** Source data **

//! SQL statement classification by leading keyword.
//!
//! The middleware never parses SQL beyond what routing needs: the first
//! token decides read vs. write vs. DDL, and a shallow scan pulls out the
//! target table name for lock acquisition.

use serde::{Deserialize, Serialize};

use crate::error::{CoreError, Result};

/// How a statement is routed: reads are load-balanced, writes and DDL go
/// through two-phase commit.
#[derive(Debug, Clone, Copy, PartialEq, Eq, Serialize, Deserialize)]
#[serde(rename_all = "SCREAMING_SNAKE_CASE")]
pub enum StatementKind {
    Read,
    Write,
    Ddl,
}

impl StatementKind {
    pub fn is_write(self) -> bool {
        !matches!(self, StatementKind::Read)
    }
}

/// Uppercased leading keyword of a statement, or "UNKNOWN".
pub fn keyword(sql: &str) -> String {
    sql.trim()
        .split_whitespace()
        .next()
        .map(|w| w.to_ascii_uppercase())
        .unwrap_or_else(|| "UNKNOWN".to_string())
}

/// Classify a statement by its leading keyword.
pub fn classify(sql: &str) -> Result<StatementKind> {
    match keyword(sql).as_str() {
        "SELECT" => Ok(StatementKind::Read),
        "INSERT" | "UPDATE" | "DELETE" => Ok(StatementKind::Write),
        "CREATE" | "ALTER" | "DROP" | "TRUNCATE" => Ok(StatementKind::Ddl),
        kw => Err(CoreError::BadStatement(kw.to_string())),
    }
}

/// Extract the table a statement operates on, if the shallow grammar
/// recognizes one. Callers fall back to a coarse sentinel lock when this
/// returns `None`.
pub fn target_table(sql: &str) -> Option<String> {
    let tokens: Vec<String> = sql
        .split_whitespace()
        .map(|t| t.to_string())
        .collect();
    let upper: Vec<String> = tokens.iter().map(|t| t.to_ascii_uppercase()).collect();
    if upper.is_empty() {
        return None;
    }

    let table_at = |idx: usize| -> Option<String> {
        tokens.get(idx).map(|t| clean_identifier(t)).filter(|t| !t.is_empty())
    };

    match upper[0].as_str() {
        "INSERT" if upper.get(1).map(String::as_str) == Some("INTO") => table_at(2),
        "UPDATE" => table_at(1),
        "DELETE" if upper.get(1).map(String::as_str) == Some("FROM") => table_at(2),
        "SELECT" => {
            let from = upper.iter().position(|t| t == "FROM")?;
            table_at(from + 1)
        }
        "CREATE" | "DROP" | "ALTER" if upper.get(1).map(String::as_str) == Some("TABLE") => {
            // skip IF [NOT] EXISTS
            let mut idx = 2;
            if upper.get(idx).map(String::as_str) == Some("IF") {
                while idx < upper.len() && upper[idx] != "EXISTS" {
                    idx += 1;
                }
                idx += 1;
            }
            table_at(idx)
        }
        "TRUNCATE" => {
            if upper.get(1).map(String::as_str) == Some("TABLE") {
                table_at(2)
            } else {
                table_at(1)
            }
        }
        _ => None,
    }
}

/// Quote a value for embedding in a SQL literal, doubling single quotes.
pub fn quote(value: &str) -> String {
    let mut out = String::with_capacity(value.len() + 2);
    out.push('\'');
    for ch in value.chars() {
        if ch == '\'' {
            out.push('\'');
        }
        out.push(ch);
    }
    out.push('\'');
    out
}

fn clean_identifier(token: &str) -> String {
    token
        .trim_matches(|c: char| c == '`' || c == '"' || c == ';' || c == ',')
        .split('(')
        .next()
        .unwrap_or("")
        .to_string()
}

** Aim of the exercise **
Pull every line holding "SELECT" out of the records.

** Result below **
        "SELECT" => Ok(StatementKind::Read),
        "SELECT" => {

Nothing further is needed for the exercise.